Mons. Russo guarda al secondo Sinodo dei Vescovi in africa (in Vaticano dal 4 al 25 ottobre) con una certa dose di speranza, ma anche con la consapevolezza delle difficoltà che la chiesa è chiamata ad affrontare in molte realtà del continente. "Come si fa – dice – a parlare di giustizia, pace e riconciliazione (temi centrali del Sinodo), quando non siamo padroni di quello che abbiamo".

Nella regione petrolifera del sud l'inizio dell'estrazione ad opera delle multinazionali straniere ha causato l'immigrazione di migliaia di ciadiani da altre province alla ricerca di lavoro.

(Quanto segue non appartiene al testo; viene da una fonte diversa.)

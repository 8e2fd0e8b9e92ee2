use crate::domain::calendar::MonthView;
use crate::domain::models::{CheckInRecord, SeniorField, SeniorState};
use crate::infrastructure::error::InfraError;
use crate::infrastructure::senior_store::SeniorStore;
use crate::infrastructure::storage::open_database;
use async_trait::async_trait;
use chrono::{DateTime, NaiveDate, NaiveTime, SecondsFormat, TimeZone, Utc};
use rusqlite::{params, Connection, OptionalExtension};
use std::path::{Path, PathBuf};

#[derive(Debug, Clone)]
pub struct SqliteSeniorStore {
    db_path: PathBuf,
}

impl SqliteSeniorStore {
    pub fn new(db_path: impl AsRef<Path>) -> Self {
        Self {
            db_path: db_path.as_ref().to_path_buf(),
        }
    }

    fn connect(&self) -> Result<Connection, InfraError> {
        open_database(&self.db_path)
    }

    pub fn put_senior_state(&self, user_id: &str, state: &SeniorState) -> Result<(), InfraError> {
        let connection = self.connect()?;
        connection.execute(
            "INSERT INTO senior_state (user_id, start_date, brain_games_enabled, health_quiz_enabled)
             VALUES (?1, ?2, ?3, ?4)
             ON CONFLICT(user_id) DO UPDATE SET
               start_date = excluded.start_date,
               brain_games_enabled = excluded.brain_games_enabled,
               health_quiz_enabled = excluded.health_quiz_enabled",
            params![
                user_id,
                state.start_date.map(timestamp_key),
                state.brain_games_enabled,
                state.health_quiz_enabled
            ],
        )?;
        Ok(())
    }

    pub fn insert_check_in(&self, user_id: &str, record: &CheckInRecord) -> Result<(), InfraError> {
        record.validate().map_err(InfraError::InvalidRecord)?;
        let scheduled_for = serde_json::to_string(&record.scheduled_for)?;
        let connection = self.connect()?;
        connection.execute(
            "INSERT INTO check_ins
               (user_id, timestamp, mood, sleep, energy, medication, scheduled_count, scheduled_for)
             VALUES (?1, ?2, ?3, ?4, ?5, ?6, ?7, ?8)",
            params![
                user_id,
                timestamp_key(record.timestamp),
                record.mood,
                record.sleep,
                record.energy,
                record.medication,
                record.scheduled_count,
                scheduled_for
            ],
        )?;
        Ok(())
    }
}

fn field_column(field: SeniorField) -> &'static str {
    match field {
        SeniorField::BrainGamesEnabled => "brain_games_enabled",
        SeniorField::HealthQuizEnabled => "health_quiz_enabled",
    }
}

// Fixed-width UTC keys keep lexicographic order equal to time order.
fn timestamp_key(value: DateTime<Utc>) -> String {
    value.to_rfc3339_opts(SecondsFormat::Millis, true)
}

fn parse_timestamp(raw: &str, column: &str) -> Result<DateTime<Utc>, InfraError> {
    DateTime::parse_from_rfc3339(raw)
        .map(|value| value.with_timezone(&Utc))
        .map_err(|error| InfraError::InvalidRecord(format!("invalid {column} '{raw}': {error}")))
}

fn start_of_day(date: NaiveDate) -> DateTime<Utc> {
    Utc.from_utc_datetime(&date.and_time(NaiveTime::MIN))
}

#[async_trait]
impl SeniorStore for SqliteSeniorStore {
    async fn get_senior_state(&self, user_id: &str) -> Result<Option<SeniorState>, InfraError> {
        let connection = self.connect()?;
        let row: Option<(Option<String>, Option<bool>, Option<bool>)> = connection
            .query_row(
                "SELECT start_date, brain_games_enabled, health_quiz_enabled
                 FROM senior_state WHERE user_id = ?1",
                params![user_id],
                |row| Ok((row.get(0)?, row.get(1)?, row.get(2)?)),
            )
            .optional()?;

        let Some((start_date_raw, brain_games_enabled, health_quiz_enabled)) = row else {
            return Ok(None);
        };
        let start_date = start_date_raw
            .as_deref()
            .map(|raw| parse_timestamp(raw, "senior_state.start_date"))
            .transpose()?;

        Ok(Some(SeniorState {
            start_date,
            brain_games_enabled,
            health_quiz_enabled,
        }))
    }

    async fn get_check_ins_for_month(
        &self,
        user_id: &str,
        year: i32,
        month: u32,
    ) -> Result<Vec<CheckInRecord>, InfraError> {
        let view = MonthView::new(year, month).map_err(InfraError::InvalidRecord)?;
        let from = timestamp_key(start_of_day(view.first_day()));
        let until = timestamp_key(start_of_day(view.next().first_day()));

        let connection = self.connect()?;
        let mut statement = connection.prepare(
            "SELECT timestamp, mood, sleep, energy, medication, scheduled_count, scheduled_for
             FROM check_ins
             WHERE user_id = ?1 AND timestamp >= ?2 AND timestamp < ?3
             ORDER BY timestamp",
        )?;
        let rows = statement
            .query_map(params![user_id, from, until], |row| {
                Ok((
                    row.get::<_, String>(0)?,
                    row.get::<_, Option<String>>(1)?,
                    row.get::<_, Option<String>>(2)?,
                    row.get::<_, Option<String>>(3)?,
                    row.get::<_, Option<String>>(4)?,
                    row.get::<_, u32>(5)?,
                    row.get::<_, String>(6)?,
                ))
            })?
            .collect::<Result<Vec<_>, _>>()?;

        rows.into_iter()
            .map(
                |(timestamp, mood, sleep, energy, medication, scheduled_count, scheduled_for)|
                 -> Result<CheckInRecord, InfraError> {
                    Ok(CheckInRecord {
                        timestamp: parse_timestamp(&timestamp, "check_ins.timestamp")?,
                        mood,
                        sleep,
                        energy,
                        medication,
                        scheduled_count,
                        scheduled_for: serde_json::from_str(&scheduled_for)?,
                    })
                },
            )
            .collect()
    }

    async fn update_senior_field(
        &self,
        user_id: &str,
        field: SeniorField,
        value: bool,
    ) -> Result<(), InfraError> {
        let column = field_column(field);
        let connection = self.connect()?;
        connection.execute(
            &format!(
                "INSERT INTO senior_state (user_id, {column}) VALUES (?1, ?2)
                 ON CONFLICT(user_id) DO UPDATE SET {column} = excluded.{column}"
            ),
            params![user_id, value],
        )?;
        Ok(())
    }
}
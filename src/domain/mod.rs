pub mod calendar;
pub mod models;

La domanda di beni di prima necessità è aumentata ma l'offerta è rimasta molto bassa, cosicché i prezzi, racconta, sono addirittura quadruplicati. La gente, che sperava di migliorare le proprie condizioni di vita, oggi maledice il petrolio e ha perso ogni speranza di un futuro migliore. Delusione, povertà e frustrazione hanno così favorito l'aumento dell'uso di alcolici, ai quali una sempre più ampia fascia di popolazione fa ricorso.

"Anche le organizzazioni umanitarie internazionali che prima ci sostenevano con progetti di sviluppo e finanziamenti, da quando è iniziata l'estrazione ci hanno abbandonato – denuncia il comboniano – e la mia diocesi, la mia comunità, non ha più la forza economica per sopravvivere. Ed è umiliante venire in Italia a chiedere aiuto per non mandare tutti a casa". "Fa rabbia vedere – continua il vescovo – che la maggioranza della gente non ha lavoro e vive in miseria, mentre a venti chilometri dalla sede vescovile, dal terreno ogni giorno escono 8 milioni di dollari in oro nero. Stiamo sfruttando l'Africa con quattro mani e in cambio diamo l'elemosina, di cui l'Africa non ha davvero bisogno. E questo è un gioco che deve finire".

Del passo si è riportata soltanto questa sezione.